**Exercise brief**
Please return every line of the records below that contains the word "rusqlite".

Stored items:
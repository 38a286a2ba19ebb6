//! Core VFS types.
//!
//! Path-based and transport-neutral: the SFTP adapter translates these to
//! its own attribute and flag types.

use std::os::unix::fs::{MetadataExt, PermissionsExt};
use std::time::SystemTime;

/// Permission bits reported for the virtual directories `/` and `/storage`.
pub const VIRTUAL_DIR_PERM: u32 = 0o555;

/// Permission bits reported for `/config`: owner read/write only.
pub const CONFIG_FILE_PERM: u32 = 0o600;

/// Largest single read served, matching OpenSSH's per-request limit.
pub const MAX_READ_LEN: u32 = 256 * 1024;

/// File type enumeration.
#[derive(Debug, Clone, Copy, PartialEq, Eq)]
pub enum FileType {
    /// Regular file.
    File,
    /// Directory.
    Directory,
    /// Symbolic link.
    Symlink,
}

impl FileType {
    /// Returns true if this is a regular file.
    pub fn is_file(&self) -> bool {
        matches!(self, FileType::File)
    }

    /// Returns true if this is a directory.
    pub fn is_dir(&self) -> bool {
        matches!(self, FileType::Directory)
    }
}

impl From<std::fs::FileType> for FileType {
    fn from(ft: std::fs::FileType) -> Self {
        if ft.is_dir() {
            FileType::Directory
        } else if ft.is_symlink() {
            FileType::Symlink
        } else {
            FileType::File
        }
    }
}

/// File attributes (metadata).
#[derive(Debug, Clone)]
pub struct FileAttr {
    /// Size in bytes.
    pub size: u64,
    /// File type.
    pub kind: FileType,
    /// Unix permission bits (e.g., 0o644), without the type bits.
    pub perm: u32,
    /// Last modification time.
    pub mtime: SystemTime,
    /// Last access time (optional).
    pub atime: Option<SystemTime>,
    /// User ID (local files only).
    pub uid: Option<u32>,
    /// Group ID (local files only).
    pub gid: Option<u32>,
}

impl FileAttr {
    /// Attributes for a virtual file.
    pub fn file(size: u64, perm: u32) -> Self {
        let now = SystemTime::now();
        Self {
            size,
            kind: FileType::File,
            perm,
            mtime: now,
            atime: Some(now),
            uid: None,
            gid: None,
        }
    }

    /// Attributes for a virtual directory.
    pub fn directory(perm: u32) -> Self {
        let now = SystemTime::now();
        Self {
            size: 0,
            kind: FileType::Directory,
            perm,
            mtime: now,
            atime: Some(now),
            uid: None,
            gid: None,
        }
    }

    /// Attributes of a real file.
    pub fn from_metadata(meta: &std::fs::Metadata) -> Self {
        Self {
            size: meta.len(),
            kind: meta.file_type().into(),
            perm: meta.permissions().mode() & 0o7777,
            mtime: meta.modified().unwrap_or(SystemTime::UNIX_EPOCH),
            atime: meta.accessed().ok(),
            uid: Some(meta.uid()),
            gid: Some(meta.gid()),
        }
    }

    /// Returns true if this is a regular file.
    pub fn is_file(&self) -> bool {
        self.kind.is_file()
    }

    /// Returns true if this is a directory.
    pub fn is_dir(&self) -> bool {
        self.kind.is_dir()
    }
}

/// Directory entry.
#[derive(Debug, Clone)]
pub struct DirEntry {
    /// Entry name (not full path).
    pub name: String,
    /// Entry attributes.
    pub attr: FileAttr,
}

impl DirEntry {
    /// Create a new directory entry.
    pub fn new(name: impl Into<String>, attr: FileAttr) -> Self {
        Self {
            name: name.into(),
            attr,
        }
    }
}

/// Open file flags.
#[derive(Debug, Clone, Copy, PartialEq, Eq)]
pub struct OpenFlags {
    /// Read access requested.
    pub read: bool,
    /// Write access requested.
    pub write: bool,
    /// Append mode.
    pub append: bool,
    /// Create if not exists.
    pub create: bool,
    /// Truncate on open.
    pub truncate: bool,
    /// Exclusive create (fail if exists).
    pub exclusive: bool,
}

impl Default for OpenFlags {
    fn default() -> Self {
        Self {
            read: true,
            write: false,
            append: false,
            create: false,
            truncate: false,
            exclusive: false,
        }
    }
}

impl OpenFlags {
    /// Read-only access.
    pub fn read() -> Self {
        Self::default()
    }

    /// Create and truncate for writing, like `open(path, "w")`.
    pub fn create_truncate() -> Self {
        Self {
            read: false,
            write: true,
            create: true,
            truncate: true,
            ..Default::default()
        }
    }

    /// Read and write an existing file.
    pub fn read_write() -> Self {
        Self {
            read: true,
            write: true,
            ..Default::default()
        }
    }

    /// Whether this open can modify anything.
    pub fn wants_write(&self) -> bool {
        self.write || self.append || self.create || self.truncate
    }
}

#[cfg(test)]
mod tests {
    use super::*;

    #[test]
    fn test_file_type() {
        assert!(FileType::File.is_file());
        assert!(!FileType::File.is_dir());
        assert!(FileType::Directory.is_dir());
        assert!(!FileType::Symlink.is_file());
    }

    #[test]
    fn test_virtual_attrs() {
        let file = FileAttr::file(1024, CONFIG_FILE_PERM);
        assert!(file.is_file());
        assert_eq!(file.size, 1024);
        assert_eq!(file.perm, 0o600);

        let dir = FileAttr::directory(VIRTUAL_DIR_PERM);
        assert!(dir.is_dir());
        assert_eq!(dir.perm, 0o555);
    }

    #[test]
    fn test_open_flags() {
        let read = OpenFlags::read();
        assert!(read.read);
        assert!(!read.wants_write());

        let create = OpenFlags::create_truncate();
        assert!(create.wants_write());
        assert!(!create.read);

        assert!(OpenFlags::read_write().wants_write());
    }

    #[test]
    fn test_attr_from_metadata() {
        let dir = tempfile::tempdir().unwrap();
        let path = dir.path().join("f.txt");
        std::fs::write(&path, b"hello").unwrap();

        let attr = FileAttr::from_metadata(&std::fs::metadata(&path).unwrap());
        assert!(attr.is_file());
        assert_eq!(attr.size, 5);
        assert!(attr.uid.is_some());
        assert_eq!(attr.perm & !0o7777, 0);
    }
}
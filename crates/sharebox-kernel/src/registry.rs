//! SQLite persistence for identities and share records.
//!
//! One connection behind one mutex: every registry call is a short critical
//! section, and `replace_shares` runs as a single transaction so an owner's
//! share set is swapped all-or-nothing.

use std::path::Path;
use std::str::FromStr;

use parking_lot::Mutex;
use rusqlite::{Connection, OptionalExtension, params};
use thiserror::Error;

use sharebox_types::{
    Credential, CredentialError, Identity, NewShare, ShareId, ShareMode, ShareRecord, UserId,
};

/// Registry error type.
#[derive(Debug, Error)]
pub enum RegistryError {
    /// The store rejected or failed the statement.
    #[error("registry database error: {0}")]
    Sqlite(#[from] rusqlite::Error),

    /// A stored mode column holds something other than R/W/RW.
    #[error("stored share {id} has invalid mode `{mode}`")]
    CorruptMode { id: i64, mode: String },

    /// A stored credential no longer parses.
    #[error("stored credential is malformed: {0}")]
    CorruptCredential(#[from] CredentialError),
}

/// Registry result type.
pub type RegistryResult<T> = Result<T, RegistryError>;

const SCHEMA: &str = r#"
PRAGMA foreign_keys = ON;

-- Registered clients, one per public key
CREATE TABLE IF NOT EXISTS users (
    id INTEGER PRIMARY KEY AUTOINCREMENT,
    pubkey TEXT UNIQUE NOT NULL,
    created_at INTEGER DEFAULT (unixepoch())
);

-- Declarative grants, replaced per owner as a set
CREATE TABLE IF NOT EXISTS shares (
    id INTEGER PRIMARY KEY AUTOINCREMENT,
    owner_id INTEGER NOT NULL REFERENCES users(id),
    path TEXT NOT NULL,
    mode TEXT NOT NULL CHECK (mode IN ('R', 'W', 'RW')),
    user_id INTEGER NOT NULL
);
CREATE INDEX IF NOT EXISTS idx_shares_owner ON shares(owner_id, id);
"#;

/// Database handle for the identity and share registries.
pub struct Registry {
    conn: Mutex<Connection>,
}

impl std::fmt::Debug for Registry {
    fn fmt(&self, f: &mut std::fmt::Formatter<'_>) -> std::fmt::Result {
        f.debug_struct("Registry").field("conn", &"<locked>").finish()
    }
}

impl Registry {
    /// Open or create a registry at the given path.
    pub fn open<P: AsRef<Path>>(path: P) -> RegistryResult<Self> {
        let conn = Connection::open(path)?;
        conn.execute_batch(SCHEMA)?;
        Ok(Self {
            conn: Mutex::new(conn),
        })
    }

    /// Create an in-memory registry (for testing).
    pub fn in_memory() -> RegistryResult<Self> {
        let conn = Connection::open_in_memory()?;
        conn.execute_batch(SCHEMA)?;
        Ok(Self {
            conn: Mutex::new(conn),
        })
    }

    // =========================================================================
    // Identities
    // =========================================================================

    /// Look up the identity registered with `credential`.
    pub fn find_identity(&self, credential: &Credential) -> RegistryResult<Option<Identity>> {
        let conn = self.conn.lock();
        let id: Option<i64> = conn
            .query_row(
                "SELECT id FROM users WHERE pubkey = ?1",
                params![credential.as_str()],
                |row| row.get(0),
            )
            .optional()?;
        Ok(id.map(|id| Identity::new(UserId::new(id), credential.clone())))
    }

    /// Look up an identity by id.
    pub fn identity(&self, id: UserId) -> RegistryResult<Option<Identity>> {
        let conn = self.conn.lock();
        let pubkey: Option<String> = conn
            .query_row(
                "SELECT pubkey FROM users WHERE id = ?1",
                params![id.get()],
                |row| row.get(0),
            )
            .optional()?;
        match pubkey {
            Some(pubkey) => Ok(Some(Identity::new(id, Credential::from_openssh(&pubkey)?))),
            None => Ok(None),
        }
    }

    /// Register a credential, returning the existing identity if it is
    /// already known.
    pub fn register(&self, credential: &Credential) -> RegistryResult<Identity> {
        let conn = self.conn.lock();
        conn.execute(
            "INSERT OR IGNORE INTO users (pubkey) VALUES (?1)",
            params![credential.as_str()],
        )?;
        let id: i64 = conn.query_row(
            "SELECT id FROM users WHERE pubkey = ?1",
            params![credential.as_str()],
            |row| row.get(0),
        )?;
        Ok(Identity::new(UserId::new(id), credential.clone()))
    }

    /// List all identities in registration order.
    pub fn list_identities(&self) -> RegistryResult<Vec<Identity>> {
        let rows: Vec<(i64, String)> = {
            let conn = self.conn.lock();
            let mut stmt = conn.prepare("SELECT id, pubkey FROM users ORDER BY id")?;
            let rows = stmt
                .query_map([], |row| Ok((row.get(0)?, row.get(1)?)))?
                .collect::<Result<Vec<_>, _>>()?;
            rows
        };

        rows.into_iter()
            .map(|(id, pubkey)| {
                Ok(Identity::new(UserId::new(id), Credential::from_openssh(&pubkey)?))
            })
            .collect()
    }

    // =========================================================================
    // Shares
    // =========================================================================

    /// All current shares of `owner`, ordered by share id.
    pub fn list_shares(&self, owner: UserId) -> RegistryResult<Vec<ShareRecord>> {
        let rows: Vec<(i64, String, String, i64)> = {
            let conn = self.conn.lock();
            let mut stmt = conn.prepare(
                "SELECT id, path, mode, user_id FROM shares WHERE owner_id = ?1 ORDER BY id",
            )?;
            let rows = stmt
                .query_map(params![owner.get()], |row| {
                    Ok((row.get(0)?, row.get(1)?, row.get(2)?, row.get(3)?))
                })?
                .collect::<Result<Vec<_>, _>>()?;
            rows
        };

        rows.into_iter()
            .map(|(id, path, mode, user_id)| {
                let mode = ShareMode::from_str(&mode)
                    .map_err(|_| RegistryError::CorruptMode { id, mode })?;
                Ok(ShareRecord {
                    id: ShareId::new(id),
                    owner_id: owner,
                    path,
                    mode,
                    grantee_id: UserId::new(user_id),
                })
            })
            .collect()
    }

    /// Atomically replace every share of `owner` with `shares`.
    ///
    /// Ids are always assigned here. On any error the transaction is rolled
    /// back and the previous set stays in place.
    pub fn replace_shares(
        &self,
        owner: UserId,
        shares: &[NewShare],
    ) -> RegistryResult<Vec<ShareRecord>> {
        let mut conn = self.conn.lock();
        let tx = conn.transaction()?;

        let removed = tx.execute("DELETE FROM shares WHERE owner_id = ?1", params![owner.get()])?;

        let mut inserted = Vec::with_capacity(shares.len());
        {
            let mut stmt = tx.prepare(
                "INSERT INTO shares (owner_id, path, mode, user_id) VALUES (?1, ?2, ?3, ?4)",
            )?;
            for share in shares {
                stmt.execute(params![
                    owner.get(),
                    share.path,
                    share.mode.as_str(),
                    share.grantee_id.get(),
                ])?;
                inserted.push(ShareRecord {
                    id: ShareId::new(tx.last_insert_rowid()),
                    owner_id: owner,
                    path: share.path.clone(),
                    mode: share.mode,
                    grantee_id: share.grantee_id,
                });
            }
        }

        tx.commit()?;
        tracing::debug!(
            owner = %owner,
            removed,
            inserted = inserted.len(),
            "replaced share set"
        );
        Ok(inserted)
    }
}

#[cfg(test)]
mod tests {
    use super::*;

    fn cred(tag: &str) -> Credential {
        Credential::from_openssh(&format!("ssh-ed25519 AAAA{tag}")).unwrap()
    }

    fn share(path: &str, mode: ShareMode, grantee: i64) -> NewShare {
        NewShare {
            path: path.into(),
            mode,
            grantee_id: UserId::new(grantee),
        }
    }

    #[test]
    fn test_register_and_find() {
        let db = Registry::in_memory().unwrap();
        let amy = db.register(&cred("amy")).unwrap();

        let found = db.find_identity(&cred("amy")).unwrap().unwrap();
        assert_eq!(found, amy);
        assert!(db.find_identity(&cred("nobody")).unwrap().is_none());
    }

    #[test]
    fn test_register_is_idempotent() {
        let db = Registry::in_memory().unwrap();
        let first = db.register(&cred("amy")).unwrap();
        let again = db.register(&cred("amy")).unwrap();
        assert_eq!(first.id, again.id);
        assert_eq!(db.list_identities().unwrap().len(), 1);
    }

    #[test]
    fn test_ids_increase() {
        let db = Registry::in_memory().unwrap();
        let a = db.register(&cred("a")).unwrap();
        let b = db.register(&cred("b")).unwrap();
        assert!(b.id > a.id);

        let listed = db.list_identities().unwrap();
        assert_eq!(listed, vec![a.clone(), b]);
        assert_eq!(db.identity(a.id).unwrap(), Some(a));
        assert!(db.identity(UserId::new(999)).unwrap().is_none());
    }

    #[test]
    fn test_replace_and_list() {
        let db = Registry::in_memory().unwrap();
        let owner = db.register(&cred("owner")).unwrap().id;

        let stored = db
            .replace_shares(owner, &[share("docs", ShareMode::Read, 2), share("pics", ShareMode::ReadWrite, 3)])
            .unwrap();
        assert_eq!(stored.len(), 2);

        let listed = db.list_shares(owner).unwrap();
        assert_eq!(listed, stored);
        assert_eq!(listed[0].path, "docs");
        assert_eq!(listed[1].mode, ShareMode::ReadWrite);
    }

    #[test]
    fn test_replace_discards_previous_set() {
        let db = Registry::in_memory().unwrap();
        let owner = db.register(&cred("owner")).unwrap().id;

        db.replace_shares(owner, &[share("old", ShareMode::Write, 2)]).unwrap();
        db.replace_shares(owner, &[share("new", ShareMode::Read, 2)]).unwrap();

        let listed = db.list_shares(owner).unwrap();
        assert_eq!(listed.len(), 1);
        assert_eq!(listed[0].path, "new");

        db.replace_shares(owner, &[]).unwrap();
        assert!(db.list_shares(owner).unwrap().is_empty());
    }

    #[test]
    fn test_ids_reassigned_on_each_replace() {
        let db = Registry::in_memory().unwrap();
        let owner = db.register(&cred("owner")).unwrap().id;

        let first = db.replace_shares(owner, &[share("docs", ShareMode::Read, 2)]).unwrap();
        let second = db.replace_shares(owner, &[share("docs", ShareMode::Read, 2)]).unwrap();
        assert!(second[0].id > first[0].id);
    }

    #[test]
    fn test_unknown_owner_rolls_back() {
        let db = Registry::in_memory().unwrap();
        let result = db.replace_shares(UserId::new(77), &[share("docs", ShareMode::Read, 1)]);
        assert!(matches!(result, Err(RegistryError::Sqlite(_))));
        assert!(db.list_shares(UserId::new(77)).unwrap().is_empty());
    }

    #[test]
    fn test_failed_replace_keeps_prior_set() {
        let db = Registry::in_memory().unwrap();
        let owner = db.register(&cred("owner")).unwrap().id;
        db.replace_shares(owner, &[share("keep", ShareMode::Read, 2)]).unwrap();

        // Fail the second insert, after the delete and the first insert ran.
        db.conn
            .lock()
            .execute_batch(
                "CREATE TRIGGER boom BEFORE INSERT ON shares WHEN NEW.path = 'boom'
                 BEGIN SELECT RAISE(ABORT, 'boom'); END;",
            )
            .unwrap();

        let result = db.replace_shares(
            owner,
            &[share("a", ShareMode::Write, 3), share("boom", ShareMode::Read, 4)],
        );
        assert!(matches!(result, Err(RegistryError::Sqlite(_))), "{result:?}");

        let listed = db.list_shares(owner).unwrap();
        assert_eq!(listed.len(), 1);
        assert_eq!(listed[0].path, "keep");
        assert_eq!(listed[0].mode, ShareMode::Read);
    }

    #[test]
    fn test_owners_are_isolated() {
        let db = Registry::in_memory().unwrap();
        let a = db.register(&cred("a")).unwrap().id;
        let b = db.register(&cred("b")).unwrap().id;

        db.replace_shares(b, &[share("b-docs", ShareMode::Read, a.get())]).unwrap();
        db.replace_shares(a, &[share("a-docs", ShareMode::Write, b.get())]).unwrap();
        db.replace_shares(a, &[]).unwrap();

        let b_shares = db.list_shares(b).unwrap();
        assert_eq!(b_shares.len(), 1);
        assert_eq!(b_shares[0].path, "b-docs");
    }

    #[test]
    fn test_open_persists() {
        let dir = tempfile::tempdir().unwrap();
        let path = dir.path().join("sharebox.db");
        let owner = {
            let db = Registry::open(&path).unwrap();
            let owner = db.register(&cred("amy")).unwrap().id;
            db.replace_shares(owner, &[share("docs", ShareMode::Read, 2)]).unwrap();
            owner
        };

        let db = Registry::open(&path).unwrap();
        assert_eq!(db.find_identity(&cred("amy")).unwrap().unwrap().id, owner);
        assert_eq!(db.list_shares(owner).unwrap().len(), 1);
    }
}
//! The client-visible namespace.
//!
//! Exactly three regions exist, and every request is routed by a pure
//! classification of its path:
//!
//! ```text
//! /                    directory: storage, config
//! /storage             directory: the caller's own sandbox name only
//! /storage/<anything>  the caller's sandbox tree (via SandboxResolver)
//! /config              the caller's share document (via ConfigChannel)
//! ```
//!
//! Anything else is NotFound. So is everything, for a session without an
//! identity.

use std::sync::Arc;

use tokio::fs;

use crate::registry::Registry;
use crate::vfs::config_channel::{self, CONFIG_PATH, ChannelMode, ConfigChannel};
use crate::vfs::error::{VfsError, VfsResult};
use crate::vfs::handle::OpenFile;
use crate::vfs::sandbox::{Intent, STORAGE_PREFIX, SandboxResolver};
use crate::vfs::session::SessionContext;
use crate::vfs::types::{CONFIG_FILE_PERM, DirEntry, FileAttr, OpenFlags, VIRTUAL_DIR_PERM};

/// Which region a normalized path falls in.
#[derive(Debug, Clone, Copy, PartialEq, Eq)]
pub enum Region<'a> {
    /// `/`
    Root,
    /// `/storage`
    ///
    /// Lists a single entry named after the caller's sandbox. That entry is
    /// a label only: `/storage/<name>` maps to `<sandbox>/<name>` like any
    /// other storage path, not to the sandbox root.
    StorageRoot,
    /// `/storage/...`, carrying the full visible path.
    Storage(&'a str),
    /// `/config`
    Config,
    /// Everything else.
    Invalid,
}

impl<'a> Region<'a> {
    /// Classify a path produced by [`normalize`].
    pub fn classify(path: &'a str) -> Self {
        match path {
            "/" => Region::Root,
            STORAGE_PREFIX => Region::StorageRoot,
            CONFIG_PATH => Region::Config,
            p if p
                .strip_prefix(STORAGE_PREFIX)
                .is_some_and(|rest| rest.starts_with('/')) =>
            {
                Region::Storage(p)
            }
            _ => Region::Invalid,
        }
    }
}

/// Make a client path absolute and collapse empty and `.` segments.
///
/// `..` segments are kept as-is: whether they escape is the sandbox
/// resolver's decision, not something to paper over here.
pub fn normalize(path: &str) -> String {
    let mut out = String::from("/");
    for segment in path.split('/').filter(|s| !s.is_empty() && *s != ".") {
        if out.len() > 1 {
            out.push('/');
        }
        out.push_str(segment);
    }
    out
}

/// Lexical canonical form for clients resolving a working directory.
///
/// Unlike [`normalize`], `..` is folded (and clamped at `/`). The result is
/// only a name; operations on it still go through the resolver.
pub fn realpath(path: &str) -> String {
    let mut segments: Vec<&str> = Vec::new();
    for segment in path.split('/') {
        match segment {
            "" | "." => {}
            ".." => {
                segments.pop();
            }
            s => segments.push(s),
        }
    }
    format!("/{}", segments.join("/"))
}

/// Routes file operations to the sandbox or the config channel.
#[derive(Debug, Clone)]
pub struct Namespace {
    registry: Arc<Registry>,
    sandbox: SandboxResolver,
}

impl Namespace {
    pub fn new(registry: Arc<Registry>, sandbox: SandboxResolver) -> Self {
        Self { registry, sandbox }
    }

    pub fn registry(&self) -> &Arc<Registry> {
        &self.registry
    }

    pub fn sandbox(&self) -> &SandboxResolver {
        &self.sandbox
    }

    /// List a directory.
    pub async fn readdir(&self, session: &SessionContext, path: &str) -> VfsResult<Vec<DirEntry>> {
        let identity = session.identity()?;
        let path = normalize(path);

        match Region::classify(&path) {
            Region::Root => Ok(vec![
                DirEntry::new("storage", FileAttr::directory(VIRTUAL_DIR_PERM)),
                DirEntry::new("config", self.config_attr(session)?),
            ]),
            Region::StorageRoot => {
                let real = self.sandbox.resolve(identity, STORAGE_PREFIX, Intent::Read).await?;
                let meta = fs::metadata(&real).await?;
                Ok(vec![DirEntry::new(
                    identity.sandbox_name(),
                    FileAttr::from_metadata(&meta),
                )])
            }
            Region::Storage(visible) => {
                let real = self.sandbox.resolve(identity, visible, Intent::Read).await?;
                if !fs::metadata(&real).await?.is_dir() {
                    return Err(VfsError::not_a_directory(visible));
                }
                let mut dir = fs::read_dir(&real).await?;
                let mut entries = Vec::new();
                while let Some(entry) = dir.next_entry().await? {
                    let meta = entry.metadata().await?;
                    entries.push(DirEntry::new(
                        entry.file_name().to_string_lossy().into_owned(),
                        FileAttr::from_metadata(&meta),
                    ));
                }
                entries.sort_by(|a, b| a.name.cmp(&b.name));
                Ok(entries)
            }
            Region::Config | Region::Invalid => Err(VfsError::not_found(path)),
        }
    }

    /// Attributes of a path.
    pub async fn stat(&self, session: &SessionContext, path: &str) -> VfsResult<FileAttr> {
        let identity = session.identity()?;
        let path = normalize(path);

        match Region::classify(&path) {
            Region::Root | Region::StorageRoot => Ok(FileAttr::directory(VIRTUAL_DIR_PERM)),
            Region::Storage(visible) => {
                let real = self.sandbox.resolve(identity, visible, Intent::Read).await?;
                let meta = fs::metadata(&real).await?;
                Ok(FileAttr::from_metadata(&meta))
            }
            Region::Config => self.config_attr(session),
            Region::Invalid => Err(VfsError::not_found(path)),
        }
    }

    /// Open a file. Any write intent on `/config` opens it in write mode.
    pub async fn open(
        &self,
        session: &SessionContext,
        path: &str,
        flags: OpenFlags,
    ) -> VfsResult<OpenFile> {
        let identity = session.identity()?;
        let path = normalize(path);

        match Region::classify(&path) {
            Region::Root | Region::StorageRoot => Err(VfsError::IsADirectory(path)),
            Region::Storage(visible) => {
                let intent = if flags.wants_write() {
                    Intent::Write
                } else {
                    Intent::Read
                };
                let real = self.sandbox.resolve(identity, visible, intent).await?;
                let file = fs::OpenOptions::new()
                    .read(flags.read)
                    .write(flags.write && !flags.append)
                    .append(flags.append)
                    .create(flags.create && !flags.exclusive)
                    .create_new(flags.exclusive)
                    .truncate(flags.truncate)
                    .open(&real)
                    .await?;
                tracing::debug!(user_id = %identity.id, path = visible, ?flags, "opened file");
                Ok(OpenFile::Storage(file))
            }
            Region::Config => {
                let mode = if flags.wants_write() {
                    ChannelMode::Write
                } else {
                    ChannelMode::Read
                };
                let channel = ConfigChannel::open(self.registry.clone(), identity.id, mode)?;
                Ok(OpenFile::Config(channel))
            }
            Region::Invalid => Err(VfsError::not_found(path)),
        }
    }

    /// Create a directory (and any missing parents) in the sandbox.
    pub async fn mkdir(&self, session: &SessionContext, path: &str) -> VfsResult<()> {
        let identity = session.identity()?;
        let path = normalize(path);

        match Region::classify(&path) {
            Region::Storage(visible) => {
                let real = self.sandbox.resolve(identity, visible, Intent::Write).await?;
                fs::create_dir_all(&real).await?;
                tracing::debug!(user_id = %identity.id, path = visible, "mkdir");
                Ok(())
            }
            Region::Root | Region::StorageRoot | Region::Config => {
                Err(VfsError::permission_denied(path))
            }
            Region::Invalid => Err(VfsError::not_found(path)),
        }
    }

    /// Remove a file from the sandbox.
    pub async fn remove(&self, session: &SessionContext, path: &str) -> VfsResult<()> {
        let identity = session.identity()?;
        let path = normalize(path);

        match Region::classify(&path) {
            Region::Storage(visible) => {
                let real = self.sandbox.resolve(identity, visible, Intent::Read).await?;
                fs::remove_file(&real).await?;
                tracing::debug!(user_id = %identity.id, path = visible, "remove");
                Ok(())
            }
            Region::Root | Region::StorageRoot | Region::Config => {
                Err(VfsError::permission_denied(path))
            }
            Region::Invalid => Err(VfsError::not_found(path)),
        }
    }

    /// Remove an empty directory from the sandbox.
    pub async fn rmdir(&self, session: &SessionContext, path: &str) -> VfsResult<()> {
        let identity = session.identity()?;
        let path = normalize(path);

        match Region::classify(&path) {
            Region::Storage(visible) => {
                let real = self.sandbox.resolve(identity, visible, Intent::Read).await?;
                fs::remove_dir(&real).await?;
                tracing::debug!(user_id = %identity.id, path = visible, "rmdir");
                Ok(())
            }
            Region::Root | Region::StorageRoot | Region::Config => {
                Err(VfsError::permission_denied(path))
            }
            Region::Invalid => Err(VfsError::not_found(path)),
        }
    }

    /// Canonical name of `path` for the session's working directory.
    pub fn realpath(&self, session: &SessionContext, path: &str) -> VfsResult<String> {
        session.identity()?;
        Ok(realpath(path))
    }

    /// `/config` attributes, sized from a fresh snapshot.
    fn config_attr(&self, session: &SessionContext) -> VfsResult<FileAttr> {
        let identity = session.identity()?;
        let size = config_channel::snapshot(&self.registry, identity.id)?.len() as u64;
        Ok(FileAttr::file(size, CONFIG_FILE_PERM))
    }
}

**Response to the exercise**
use rusqlite::{Connection, OptionalExtension, params};
    Sqlite(#[from] rusqlite::Error),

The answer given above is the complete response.